Top of DATA FOR THE TASK

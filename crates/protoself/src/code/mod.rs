//! Executable code trees
//!
//! A [`Code`] tree is built once by the parser's semantic actions and never
//! changes afterwards; the same tree may be evaluated any number of times
//! against different receivers.

mod display;
mod eval;

use std::sync::Arc;

use crate::context::EvalContext;
use crate::error::EvalError;
use crate::object::{ObjectRef, Selector};

/// A host function implementing a primitive.
///
/// Receives the activation of the native method; the message receiver is its
/// parent and the operands are its argument slots.
pub type NativeFn =
    Arc<dyn Fn(&EvalContext, &ObjectRef) -> Result<ObjectRef, EvalError> + Send + Sync>;

/// An immutable node of executable code.
#[derive(Clone)]
pub enum Code {
    /// A literal object, activated when evaluated
    Constant(ObjectRef),

    /// The current receiver
    SelfRef,

    /// A message send
    Message {
        /// Code producing the object the message is sent to
        receiver: Arc<Code>,
        /// The message
        selector: Selector,
        /// Argument code, evaluated left to right
        args: Vec<Arc<Code>>,
    },

    /// Statements evaluated in order; the last value is the result
    Block(Vec<Arc<Code>>),

    /// A primitive implemented by the host
    Native(NativeFn),

    /// A host-supplied argument, by position
    Argument(usize),
}

impl Code {
    /// A constant.
    pub fn constant(value: ObjectRef) -> Arc<Code> {
        Arc::new(Code::Constant(value))
    }

    /// A send of `selector` to the result of `receiver`.
    pub fn message(receiver: Arc<Code>, selector: impl Into<Selector>, args: Vec<Arc<Code>>) -> Arc<Code> {
        Arc::new(Code::Message {
            receiver,
            selector: selector.into(),
            args,
        })
    }

    /// A send to the implicit receiver.
    pub fn implicit(selector: impl Into<Selector>, args: Vec<Arc<Code>>) -> Arc<Code> {
        Code::message(Arc::new(Code::SelfRef), selector, args)
    }

    /// A primitive backed by a host function.
    pub fn native(
        f: impl Fn(&EvalContext, &ObjectRef) -> Result<ObjectRef, EvalError> + Send + Sync + 'static,
    ) -> Code {
        Code::Native(Arc::new(f))
    }
}

impl PartialEq for Code {
    fn eq(&self, other: &Self) -> bool {
        match (self, other) {
            (Code::Constant(a), Code::Constant(b)) => a == b,
            (Code::SelfRef, Code::SelfRef) => true,
            (
                Code::Message {
                    receiver: ra,
                    selector: sa,
                    args: aa,
                },
                Code::Message {
                    receiver: rb,
                    selector: sb,
                    args: ab,
                },
            ) => sa == sb && ra == rb && aa == ab,
            (Code::Block(a), Code::Block(b)) => a == b,
            (Code::Native(a), Code::Native(b)) => {
                std::ptr::eq(Arc::as_ptr(a) as *const (), Arc::as_ptr(b) as *const ())
            }
            (Code::Argument(a), Code::Argument(b)) => a == b,
            _ => false,
        }
    }
}
//! Incremental construction of immutable objects

use std::sync::Arc;

use indexmap::IndexMap;

use super::{NativeValue, ObjectRef, SelfObject, Selector, Slot};
use crate::code::Code;

/// Accumulates slots, parent, body and payload, then freezes them into a
/// [`SelfObject`].
///
/// # Example
///
/// ```
/// use protoself::object::{ObjectBuilder, SelfObject};
///
/// let point = ObjectBuilder::new()
///     .slot("x", SelfObject::empty())
///     .argument("y")
///     .build();
/// assert_eq!(point.arity(), 1);
/// assert!(point.get("x").is_some());
/// assert!(point.get("y").is_none());
/// ```
#[derive(Debug, Clone, Default)]
pub struct ObjectBuilder {
    slots: IndexMap<Selector, Slot>,
    parent: Option<ObjectRef>,
    body: Option<Arc<Code>>,
    block: bool,
    wrapped: Option<NativeValue>,
}

impl ObjectBuilder {
    /// Start an empty object.
    pub fn new() -> Self {
        Self::default()
    }

    /// Start from a copy of `object`; the source is never modified.
    pub fn from_object(object: &SelfObject) -> Self {
        Self {
            slots: object.slots.clone(),
            parent: object.parent.clone(),
            body: object.body.clone(),
            block: object.block,
            wrapped: object.wrapped.clone(),
        }
    }

    /// Add or replace a data slot. A replaced slot keeps its position.
    pub fn slot(mut self, name: impl Into<Selector>, value: ObjectRef) -> Self {
        self.slots.insert(name.into(), Slot::Data(value));
        self
    }

    /// Add or replace an argument slot.
    pub fn argument(mut self, name: impl Into<Selector>) -> Self {
        self.slots.insert(name.into(), Slot::Argument);
        self
    }

    /// Insert argument slots ahead of every existing slot, in the given order.
    ///
    /// Existing slots with the same names are replaced.
    pub fn leading_arguments<S: Into<Selector>>(mut self, names: impl IntoIterator<Item = S>) -> Self {
        let mut slots: IndexMap<Selector, Slot> = names
            .into_iter()
            .map(|name| (name.into(), Slot::Argument))
            .collect();
        for (name, slot) in self.slots {
            slots.entry(name).or_insert(slot);
        }
        self.slots = slots;
        self
    }

    /// Whether a slot of this name has been added.
    pub fn has_slot(&self, name: &str) -> bool {
        self.slots.contains_key(name)
    }

    /// Set the delegation parent.
    pub fn parent(mut self, parent: ObjectRef) -> Self {
        self.parent = Some(parent);
        self
    }

    /// Set the executable body.
    pub fn body(mut self, body: Arc<Code>) -> Self {
        self.body = Some(body);
        self
    }

    /// Mark the object as a block literal.
    pub fn block(mut self, block: bool) -> Self {
        self.block = block;
        self
    }

    /// Attach a native payload.
    pub fn wrapped(mut self, value: NativeValue) -> Self {
        self.wrapped = Some(value);
        self
    }

    /// Freeze into a shared object.
    pub fn build(self) -> ObjectRef {
        Arc::new(SelfObject {
            slots: self.slots,
            parent: self.parent,
            body: self.body,
            block: self.block,
            wrapped: self.wrapped,
        })
    }
}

Bottom of DATA FOR THE TASK

EXERCISE: Return the material exactly as it stands.

RESPONSE AREA:
filename crates/protoself/src/code/mod.rs
//! Executable code trees
//!
//! A [`Code`] tree is built once by the parser's semantic actions and never
//! changes afterwards; the same tree may be evaluated any number of times
//! against different receivers.

mod display;
mod eval;

use std::sync::Arc;

use crate::context::EvalContext;
use crate::error::EvalError;
use crate::object::{ObjectRef, Selector};

/// A host function implementing a primitive.
///
/// Receives the activation of the native method; the message receiver is its
/// parent and the operands are its argument slots.
pub type NativeFn =
    Arc<dyn Fn(&EvalContext, &ObjectRef) -> Result<ObjectRef, EvalError> + Send + Sync>;

/// An immutable node of executable code.
#[derive(Clone)]
pub enum Code {
    /// A literal object, activated when evaluated
    Constant(ObjectRef),

    /// The current receiver
    SelfRef,

    /// A message send
    Message {
        /// Code producing the object the message is sent to
        receiver: Arc<Code>,
        /// The message
        selector: Selector,
        /// Argument code, evaluated left to right
        args: Vec<Arc<Code>>,
    },

    /// Statements evaluated in order; the last value is the result
    Block(Vec<Arc<Code>>),

    /// A primitive implemented by the host
    Native(NativeFn),

    /// A host-supplied argument, by position
    Argument(usize),
}

impl Code {
    /// A constant.
    pub fn constant(value: ObjectRef) -> Arc<Code> {
        Arc::new(Code::Constant(value))
    }

    /// A send of `selector` to the result of `receiver`.
    pub fn message(receiver: Arc<Code>, selector: impl Into<Selector>, args: Vec<Arc<Code>>) -> Arc<Code> {
        Arc::new(Code::Message {
            receiver,
            selector: selector.into(),
            args,
        })
    }

    /// A send to the implicit receiver.
    pub fn implicit(selector: impl Into<Selector>, args: Vec<Arc<Code>>) -> Arc<Code> {
        Code::message(Arc::new(Code::SelfRef), selector, args)
    }

    /// A primitive backed by a host function.
    pub fn native(
        f: impl Fn(&EvalContext, &ObjectRef) -> Result<ObjectRef, EvalError> + Send + Sync + 'static,
    ) -> Code {
        Code::Native(Arc::new(f))
    }
}

impl PartialEq for Code {
    fn eq(&self, other: &Self) -> bool {
        match (self, other) {
            (Code::Constant(a), Code::Constant(b)) => a == b,
            (Code::SelfRef, Code::SelfRef) => true,
            (
                Code::Message {
                    receiver: ra,
                    selector: sa,
                    args: aa,
                },
                Code::Message {
                    receiver: rb,
                    selector: sb,
                    args: ab,
                },
            ) => sa == sb && ra == rb && aa == ab,
            (Code::Block(a), Code::Block(b)) => a == b,
            (Code::Native(a), Code::Native(b)) => {
                std::ptr::eq(Arc::as_ptr(a) as *const (), Arc::as_ptr(b) as *const ())
            }
            (Code::Argument(a), Code::Argument(b)) => a == b,
            _ => false,
        }
    }
}
//! Incremental construction of immutable objects

use std::sync::Arc;

use indexmap::IndexMap;

use super::{NativeValue, ObjectRef, SelfObject, Selector, Slot};
use crate::code::Code;

/// Accumulates slots, parent, body and payload, then freezes them into a
/// [`SelfObject`].
///
/// # Example
///
/// ```
/// use protoself::object::{ObjectBuilder, SelfObject};
///
/// let point = ObjectBuilder::new()
///     .slot("x", SelfObject::empty())
///     .argument("y")
///     .build();
/// assert_eq!(point.arity(), 1);
/// assert!(point.get("x").is_some());
/// assert!(point.get("y").is_none());
/// ```
#[derive(Debug, Clone, Default)]
pub struct ObjectBuilder {
    slots: IndexMap<Selector, Slot>,
    parent: Option<ObjectRef>,
    body: Option<Arc<Code>>,
    block: bool,
    wrapped: Option<NativeValue>,
}

impl ObjectBuilder {
    /// Start an empty object.
    pub fn new() -> Self {
        Self::default()
    }

    /// Start from a copy of `object`; the source is never modified.
    pub fn from_object(object: &SelfObject) -> Self {
        Self {
            slots: object.slots.clone(),
            parent: object.parent.clone(),
            body: object.body.clone(),
            block: object.block,
            wrapped: object.wrapped.clone(),
        }
    }

    /// Add or replace a data slot. A replaced slot keeps its position.
    pub fn slot(mut self, name: impl Into<Selector>, value: ObjectRef) -> Self {
        self.slots.insert(name.into(), Slot::Data(value));
        self
    }

    /// Add or replace an argument slot.
    pub fn argument(mut self, name: impl Into<Selector>) -> Self {
        self.slots.insert(name.into(), Slot::Argument);
        self
    }

    /// Insert argument slots ahead of every existing slot, in the given order.
    ///
    /// Existing slots with the same names are replaced.
    pub fn leading_arguments<S: Into<Selector>>(mut self, names: impl IntoIterator<Item = S>) -> Self {
        let mut slots: IndexMap<Selector, Slot> = names
            .into_iter()
            .map(|name| (name.into(), Slot::Argument))
            .collect();
        for (name, slot) in self.slots {
            slots.entry(name).or_insert(slot);
        }
        self.slots = slots;
        self
    }

    /// Whether a slot of this name has been added.
    pub fn has_slot(&self, name: &str) -> bool {
        self.slots.contains_key(name)
    }

    /// Set the delegation parent.
    pub fn parent(mut self, parent: ObjectRef) -> Self {
        self.parent = Some(parent);
        self
    }

    /// Set the executable body.
    pub fn body(mut self, body: Arc<Code>) -> Self {
        self.body = Some(body);
        self
    }

    /// Mark the object as a block literal.
    pub fn block(mut self, block: bool) -> Self {
        self.block = block;
        self
    }

    /// Attach a native payload.
    pub fn wrapped(mut self, value: NativeValue) -> Self {
        self.wrapped = Some(value);
        self
    }

    /// Freeze into a shared object.
    pub fn build(self) -> ObjectRef {
        Arc::new(SelfObject {
            slots: self.slots,
            parent: self.parent,
            body: self.body,
            block: self.block,
            wrapped: self.wrapped,
        })
    }
}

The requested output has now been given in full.